Samuel Harvey Shapiro (born Israel Shapiro; April 25, 1907 – March 16, 1987) was the 34th governor of Illinois, serving from 1968 to 1969.  He was a member of the Democratic Party.

Life and career

Born in 1907 in the Governorate of Estonia of the Russian Empire, he emigrated to the United States at an early age.  He graduated from the University of Illinois College of Law.  As a lawyer, Shapiro practiced in Kankakee, Illinois.  Turning to public service, he was elected state's attorney (county prosecutor) of Kankakee County in 1936. From 1947–61 he served in the Illinois State House of Representatives, where he took a special interest in mental health issues.

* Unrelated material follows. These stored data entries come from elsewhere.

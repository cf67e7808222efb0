//! Local file system confined to a project root
//!
//! Every path is resolved relative to the root; lexical `..` that would leave
//! the root, and absolute paths outside it, are rejected before touching disk.

use async_trait::async_trait;
use std::path::{Component, Path, PathBuf};
use taskpilot_application::{CollaboratorError, FileSystem};
use taskpilot_domain::FileEntry;
use tracing::debug;
use walkdir::{DirEntry, WalkDir};

/// Maximum file size to read (10 MB)
const MAX_READ_SIZE: u64 = 10 * 1024 * 1024;

/// Directories never descended into when listing
const SKIPPED_DIRS: &[&str] = &[".git", "target", "node_modules", ".venv", "__pycache__"];

pub struct LocalFileSystem {
    root: PathBuf,
}

impl LocalFileSystem {
    pub fn new(root: impl Into<PathBuf>) -> Self {
        Self { root: root.into() }
    }

    /// Map `path` onto a location under the root.
    fn resolve(&self, path: &str) -> Result<PathBuf, CollaboratorError> {
        let requested = Path::new(path);
        let relative = if requested.is_absolute() {
            requested.strip_prefix(&self.root).map_err(|_| {
                CollaboratorError::PermissionDenied(format!("'{}' is outside the project root", path))
            })?
        } else {
            requested
        };

        let mut resolved = self.root.clone();
        let mut depth = 0usize;
        for component in relative.components() {
            match component {
                Component::Normal(part) => {
                    resolved.push(part);
                    depth += 1;
                }
                Component::ParentDir => {
                    if depth == 0 {
                        return Err(CollaboratorError::PermissionDenied(format!(
                            "'{}' escapes the project root",
                            path
                        )));
                    }
                    resolved.pop();
                    depth -= 1;
                }
                Component::CurDir | Component::RootDir | Component::Prefix(_) => {}
            }
        }
        Ok(resolved)
    }
}

/// `/`-separated path relative to `root`
fn relative_display(root: &Path, path: &Path) -> String {
    path.strip_prefix(root)
        .unwrap_or(path)
        .components()
        .map(|c| c.as_os_str().to_string_lossy())
        .collect::<Vec<_>>()
        .join("/")
}

fn is_skipped(entry: &DirEntry) -> bool {
    entry.depth() > 0
        && entry.file_type().is_dir()
        && entry
            .file_name()
            .to_str()
            .is_some_and(|name| SKIPPED_DIRS.contains(&name))
}

#[async_trait]
impl FileSystem for LocalFileSystem {
    fn root(&self) -> String {
        self.root.display().to_string()
    }

    async fn read_file(&self, path: &str) -> Result<String, CollaboratorError> {
        let resolved = self.resolve(path)?;
        let metadata = tokio::fs::metadata(&resolved).await?;
        if !metadata.is_file() {
            return Err(CollaboratorError::InvalidInput(format!("'{}' is not a file", path)));
        }
        if metadata.len() > MAX_READ_SIZE {
            return Err(CollaboratorError::InvalidInput(format!(
                "File too large ({} bytes). Maximum size is {} bytes",
                metadata.len(),
                MAX_READ_SIZE
            )));
        }
        Ok(tokio::fs::read_to_string(&resolved).await?)
    }

    async fn write_file(&self, path: &str, content: &str) -> Result<(), CollaboratorError> {
        let resolved = self.resolve(path)?;
        if let Some(parent) = resolved.parent() {
            tokio::fs::create_dir_all(parent).await?;
        }
        tokio::fs::write(&resolved, content).await?;
        debug!(path, bytes = content.len(), "Wrote file");
        Ok(())
    }

    async fn delete_file(&self, path: &str) -> Result<(), CollaboratorError> {
        let resolved = self.resolve(path)?;
        if resolved == self.root {
            return Err(CollaboratorError::PermissionDenied(
                "refusing to delete the project root".into(),
            ));
        }
        let metadata = tokio::fs::metadata(&resolved).await?;
        if metadata.is_dir() {
            tokio::fs::remove_dir_all(&resolved).await?;
        } else {
            tokio::fs::remove_file(&resolved).await?;
        }
        Ok(())
    }

    async fn list_files(
        &self,
        path: &str,
        recursive: bool,
    ) -> Result<Vec<FileEntry>, CollaboratorError> {
        let resolved = self.resolve(path)?;
        if !tokio::fs::metadata(&resolved).await?.is_dir() {
            return Err(CollaboratorError::InvalidInput(format!(
                "'{}' is not a directory",
                path
            )));
        }

        let walker = WalkDir::new(&resolved)
            .min_depth(1)
            .max_depth(if recursive { usize::MAX } else { 1 })
            .sort_by_file_name();

        let root = self.root.clone();
        let entries = tokio::task::spawn_blocking(move || {
            walker
                .into_iter()
                .filter_entry(|e| !is_skipped(e))
                .filter_map(Result::ok)
                .map(|entry| {
                    let relative = relative_display(&root, entry.path());
                    if entry.file_type().is_dir() {
                        FileEntry::dir(relative)
                    } else {
                        let size = entry.metadata().map(|m| m.len()).unwrap_or(0);
                        FileEntry::file(relative, size)
                    }
                })
                .collect::<Vec<_>>()
        })
        .await
        .map_err(|e| CollaboratorError::Io(e.to_string()))?;

        Ok(entries)
    }

    async fn create_directory(&self, path: &str) -> Result<(), CollaboratorError> {
        let resolved = self.resolve(path)?;
        tokio::fs::create_dir_all(&resolved).await?;
        Ok(())
    }
}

Shapiro was elected the 38th Lieutenant Governor of Illinois in 1960 and again in 1964, and took office as governor when the previous governor Otto Kerner, Jr. resigned to accept appointment to the federal appellate court. Shapiro thus became the second Jewish governor of Illinois (Henry Horner being the first). Illinois thereby became the first state to have had two Jewish governors; New York, Oregon, Pennsylvania and Rhode Island have each since elected at least a second governor of the faith.

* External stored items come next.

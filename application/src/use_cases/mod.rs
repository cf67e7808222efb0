//! Use cases
//!
//! - [`run_task`] — the per-task agent loop
//! - [`orchestrator`] — concurrent runs, status, stop and idle cleanup

pub mod orchestrator;
pub mod run_task;
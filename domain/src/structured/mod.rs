//! Structured-response parsing shared by every caller of the completion
//! service.

pub mod code_blocks;
pub mod extract;

pub use code_blocks::{CodeBlock, extension_for_language, extract_code_blocks};
pub use extract::{
    ExtractionFailure, MAX_FALLBACK_TEXT, extract_as, extract_from_response, extract_json,
    extract_json_or_fallback, is_extraction_failure,
};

Upon becoming governor, Shapiro ran at once for a full term of his own but was narrowly defeated by Republican Richard B. Ogilvie in the 1968 election.  He then returned to private life, although he was called upon several times to serve on special commissions, the most significant of which was a commission to redraw state electoral boundaries in 1981.

Shapiro was an alumnus of the Alpha Epsilon Pi fraternity. From 1984 until his death, he led the effort to establish a permanent headquarters for the fraternity's national offices.  As a result, Alpha Epsilon Pi's International Headquarters is dedicated in his honor.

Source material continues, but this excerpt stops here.